I know how to do the opposite, I mean:
def toOption[Long](value: Long): Option[Long] = if (value == null) None else Some(value)
But in my case, I have to pass a value of Option[Long] as a type into a method that takes Long.
First of all, your implementation of "the opposite" has some serious problems. By putting a type parameter named Long on the method you're shadowing the Long type from the standard library. You probably mean the following instead:
def toOption(value: Long): Option[Long] =
if (value == null) None else Some(value)
Even this is kind of nonsensical (since scala.Long is not a reference type and can never be null), unless you're referring to java.lang.Long, which is a recipe for pain and confusion. Finally, even if you were dealing with a reference type (like String), you'd be better off writing the following, which is exactly equivalent:
def toOption(value: String): Option[String] = Option(value)

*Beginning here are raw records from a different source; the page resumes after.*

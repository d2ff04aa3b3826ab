//
//  tfgit
//  context/resolver.rs
//
//  Created by Ngonidzashe Mangudya on 2026/01/12.
//  Copyright (c) 2025 IAMNGONI. All rights reserved.
//

//! # Context Resolver
//!
//! Parses git remote URLs and merges them with command line flags and
//! config defaults into a [`RepoContext`].

use anyhow::{bail, Result};
use once_cell::sync::Lazy;
use regex::Regex;

use super::{GitContext, RepoContext};
use crate::cli::GlobalOptions;
use crate::config::{host_of, Config};

/// `https://[user@]dev.azure.com/{org}/{project}/_git/{repo}`
static HOSTED_HTTPS_PATTERN: Lazy<Regex> = Lazy::new(|| {
    Regex::new(r"^https://(?:[^@/]+@)?dev\.azure\.com/([^/]+)/(?:([^/]+)/)?_git/([^/?#]+?)/?$")
        .unwrap()
});

/// `https://{org}.visualstudio.com/[DefaultCollection/]{project}/_git/{repo}`
static LEGACY_HTTPS_PATTERN: Lazy<Regex> = Lazy::new(|| {
    Regex::new(
        r"^https://(?:[^@/]+@)?([^./@]+)\.visualstudio\.com/(?:DefaultCollection/)?(?:([^/]+)/)?_git/([^/?#]+?)/?$",
    )
    .unwrap()
});

/// `git@ssh.dev.azure.com:v3/{org}/{project}/{repo}` and the legacy
/// `{org}@vs-ssh.visualstudio.com:v3/...` form.
static HOSTED_SSH_PATTERN: Lazy<Regex> = Lazy::new(|| {
    Regex::new(
        r"^(?:ssh://)?[^@/]+@(ssh\.dev\.azure\.com|vs-ssh\.visualstudio\.com):(?:22/)?v3/([^/]+)/([^/]+)/([^/]+?)/?$",
    )
    .unwrap()
});

/// `{scheme}://host[:port]/tfs/{collection}/[{project}/]_git/{repo}`
static ON_PREMISES_PATTERN: Lazy<Regex> = Lazy::new(|| {
    Regex::new(
        r"^(https?|ssh)://(?:[^@/]+@)?([^/:]+)(:\d+)?/tfs/([^/]+)/(?:([^/]+)/)?_git/([^/?#]+?)/?$",
    )
    .unwrap()
});

/// What a remote URL says about its repository.
#[derive(Debug, Clone, PartialEq)]
pub struct RemoteInfo {
    pub collection_url: String,
    pub project: String,
    pub repository: String,
}

/// Parses a git remote URL.
///
/// Remotes without a project segment belong to the project of the same
/// name as the repository.
pub fn parse_remote_url(url: &str) -> Result<RemoteInfo> {
    let url = url.trim();

    if let Some(caps) = HOSTED_HTTPS_PATTERN.captures(url) {
        let repo = decode(&caps[3]);
        return Ok(RemoteInfo {
            collection_url: format!("https://dev.azure.com/{}", &caps[1]),
            project: caps.get(2).map(|m| decode(m.as_str())).unwrap_or_else(|| repo.clone()),
            repository: repo,
        });
    }

    if let Some(caps) = LEGACY_HTTPS_PATTERN.captures(url) {
        let repo = decode(&caps[3]);
        return Ok(RemoteInfo {
            collection_url: format!("https://{}.visualstudio.com", &caps[1]),
            project: caps.get(2).map(|m| decode(m.as_str())).unwrap_or_else(|| repo.clone()),
            repository: repo,
        });
    }

    if let Some(caps) = HOSTED_SSH_PATTERN.captures(url) {
        let collection_url = if &caps[1] == "ssh.dev.azure.com" {
            format!("https://dev.azure.com/{}", &caps[2])
        } else {
            format!("https://{}.visualstudio.com", &caps[2])
        };
        return Ok(RemoteInfo {
            collection_url,
            project: decode(&caps[3]),
            repository: decode(&caps[4]),
        });
    }

    if let Some(caps) = ON_PREMISES_PATTERN.captures(url) {
        // SSH remotes name the SSH port; the web server is assumed on https.
        let base = match &caps[1] {
            "ssh" => format!("https://{}", &caps[2]),
            scheme => format!(
                "{}://{}{}",
                scheme,
                &caps[2],
                caps.get(3).map_or("", |m| m.as_str())
            ),
        };
        let repo = decode(&caps[6]);
        return Ok(RemoteInfo {
            collection_url: format!("{}/tfs/{}", base, &caps[4]),
            project: caps.get(5).map(|m| decode(m.as_str())).unwrap_or_else(|| repo.clone()),
            repository: repo,
        });
    }

    bail!("Could not parse remote URL: {}", url)
}

fn decode(segment: &str) -> String {
    urlencoding::decode(segment)
        .map(|s| s.into_owned())
        .unwrap_or_else(|_| segment.to_string())
}

fn same_collection(a: &str, b: &str) -> bool {
    a.trim_end_matches('/').eq_ignore_ascii_case(b.trim_end_matches('/'))
}

/// Merges flags, the git remote and config defaults.
pub struct ContextResolver {
    config: Config,
}

impl ContextResolver {
    pub fn new(config: Config) -> Self {
        Self { config }
    }

    /// Resolves the context of the current directory.
    pub fn resolve(&self, options: &GlobalOptions) -> Result<RepoContext> {
        let origin = GitContext::open().ok().and_then(|git| git.origin_url());
        self.resolve_with_remote(options, origin.as_deref())
    }

    /// Resolves against an explicit remote URL instead of the working
    /// directory's `origin`.
    pub fn resolve_with_remote(
        &self,
        options: &GlobalOptions,
        remote_url: Option<&str>,
    ) -> Result<RepoContext> {
        let remote = remote_url.and_then(|url| match parse_remote_url(url) {
            Ok(info) => Some(info),
            Err(e) => {
                tracing::debug!("Ignoring origin remote: {}", e);
                None
            }
        });

        let collection_url = match (&options.collection, &remote) {
            (Some(flag), _) => flag.trim_end_matches('/').to_string(),
            (None, Some(remote)) => remote.collection_url.clone(),
            (None, None) => match self.config.default_collection() {
                Some(url) => url.trim_end_matches('/').to_string(),
                None => bail!(
                    "Could not determine collection URL. Use --collection, set TFGIT_COLLECTION, or run from a clone."
                ),
            },
        };

        let remote = remote.filter(|r| same_collection(&r.collection_url, &collection_url));

        let project = options
            .project
            .clone()
            .or_else(|| remote.as_ref().map(|r| r.project.clone()))
            .or_else(|| {
                let host = host_of(&collection_url)?;
                self.config.host_config(&host)?.default_project.clone()
            });

        let repository = options
            .repo
            .clone()
            .or_else(|| remote.map(|r| r.repository));

        Ok(RepoContext {
            collection_url,
            project,
            repository,
        })
    }
}

#[cfg(test)]
mod tests {
    use super::*;

    fn options(collection: Option<&str>, project: Option<&str>, repo: Option<&str>) -> GlobalOptions {
        GlobalOptions {
            collection: collection.map(str::to_string),
            project: project.map(str::to_string),
            repo: repo.map(str::to_string),
            ..Default::default()
        }
    }

    #[test]
    fn test_parse_hosted_https() {
        let info =
            parse_remote_url("https://fabrikam@dev.azure.com/fabrikam/Fabrikam%20Fiber/_git/widgets")
                .unwrap();
        assert_eq!(info.collection_url, "https://dev.azure.com/fabrikam");
        assert_eq!(info.project, "Fabrikam Fiber");
        assert_eq!(info.repository, "widgets");
    }

    #[test]
    fn test_parse_legacy_https_without_project() {
        let info = parse_remote_url("https://fabrikam.visualstudio.com/_git/Fiber").unwrap();
        assert_eq!(info.collection_url, "https://fabrikam.visualstudio.com");
        assert_eq!(info.project, "Fiber");
        assert_eq!(info.repository, "Fiber");

        let info = parse_remote_url(
            "https://fabrikam.visualstudio.com/DefaultCollection/Fiber/_git/widgets",
        )
        .unwrap();
        assert_eq!(info.project, "Fiber");
        assert_eq!(info.repository, "widgets");
    }

    #[test]
    fn test_parse_hosted_ssh() {
        let info = parse_remote_url("git@ssh.dev.azure.com:v3/fabrikam/Fiber/widgets").unwrap();
        assert_eq!(info.collection_url, "https://dev.azure.com/fabrikam");
        assert_eq!(info.project, "Fiber");
        assert_eq!(info.repository, "widgets");

        let info =
            parse_remote_url("fabrikam@vs-ssh.visualstudio.com:v3/fabrikam/Fiber/widgets").unwrap();
        assert_eq!(info.collection_url, "https://fabrikam.visualstudio.com");
    }

    #[test]
    fn test_parse_on_premises() {
        let info =
            parse_remote_url("http://tfs01:8080/tfs/DefaultCollection/Fiber/_git/widgets").unwrap();
        assert_eq!(info.collection_url, "http://tfs01:8080/tfs/DefaultCollection");
        assert_eq!(info.project, "Fiber");

        let info =
            parse_remote_url("ssh://tfs01:22/tfs/DefaultCollection/Fiber/_git/widgets").unwrap();
        assert_eq!(info.collection_url, "https://tfs01/tfs/DefaultCollection");
    }

    #[test]
    fn test_parse_rejects_other_hosts() {
        assert!(parse_remote_url("git@github.com:owner/repo.git").is_err());
        assert!(parse_remote_url("https://example.com/owner/repo").is_err());
    }

    #[test]
    fn test_flags_win_over_remote() {
        let resolver = ContextResolver::new(Config::default());
        let ctx = resolver
            .resolve_with_remote(
                &options(None, None, Some("gadgets")),
                Some("https://dev.azure.com/fabrikam/Fiber/_git/widgets"),
            )
            .unwrap();
        assert_eq!(ctx.collection_url, "https://dev.azure.com/fabrikam");
        assert_eq!(ctx.project.as_deref(), Some("Fiber"));
        assert_eq!(ctx.repository.as_deref(), Some("gadgets"));
    }

    #[test]
    fn test_remote_for_other_collection_is_ignored() {
        let mut config = Config::default();
        config
            .set("hosts.tfs01.default_project", "Platform")
            .unwrap();
        let resolver = ContextResolver::new(config);
        let ctx = resolver
            .resolve_with_remote(
                &options(Some("http://tfs01:8080/tfs/Default/"), None, None),
                Some("https://dev.azure.com/fabrikam/Fiber/_git/widgets"),
            )
            .unwrap();
        assert_eq!(ctx.collection_url, "http://tfs01:8080/tfs/Default");
        assert_eq!(ctx.project.as_deref(), Some("Platform"));
        assert_eq!(ctx.repository, None);
    }

    #[test]
    fn test_config_defaults_last() {
        let mut config = Config::default();
        config
            .set("hosts.dev.azure.com.url", "https://dev.azure.com/fabrikam")
            .unwrap();
        config
            .set("hosts.dev.azure.com.default_project", "Fiber")
            .unwrap();
        let resolver = ContextResolver::new(config);
        let ctx = resolver
            .resolve_with_remote(&options(None, None, Some("widgets")), None)
            .unwrap();
        assert_eq!(ctx.collection_url, "https://dev.azure.com/fabrikam");
        assert_eq!(ctx.project.as_deref(), Some("Fiber"));
    }

    #[test]
    fn test_no_collection_anywhere() {
        let resolver = ContextResolver::new(Config::default());
        assert!(resolver
            .resolve_with_remote(&options(None, None, None), Some("git@github.com:o/r.git"))
            .is_err());
    }
}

This method will return None if and only if value is null.
To address your question, suppose we have the following method:
def foo(x: Long) = x * 2
You shouldn't generally think in terms of passing an Option[Long] to foo, but rather of "lifting" foo into the Option via map:
scala> val x: Option[Long] = Some(100L)
x: Option[Long] = Some(100)
scala> x map foo
res14: Option[Long] = Some(200)
The whole point of Option is to model (at the type level) the possibility of a "null" value in order to avoid a whole class of NullPointerException-y problems. Using map on the Option allows you to perform computations on the value that may be in the Option while continuing to model the possibility that it's empty.
As another answer notes, it's also possible to use getOrElse to "bail out" of the Option, but this usually isn't the idiomatic approach in Scala (except in cases where there really is a reasonable default value).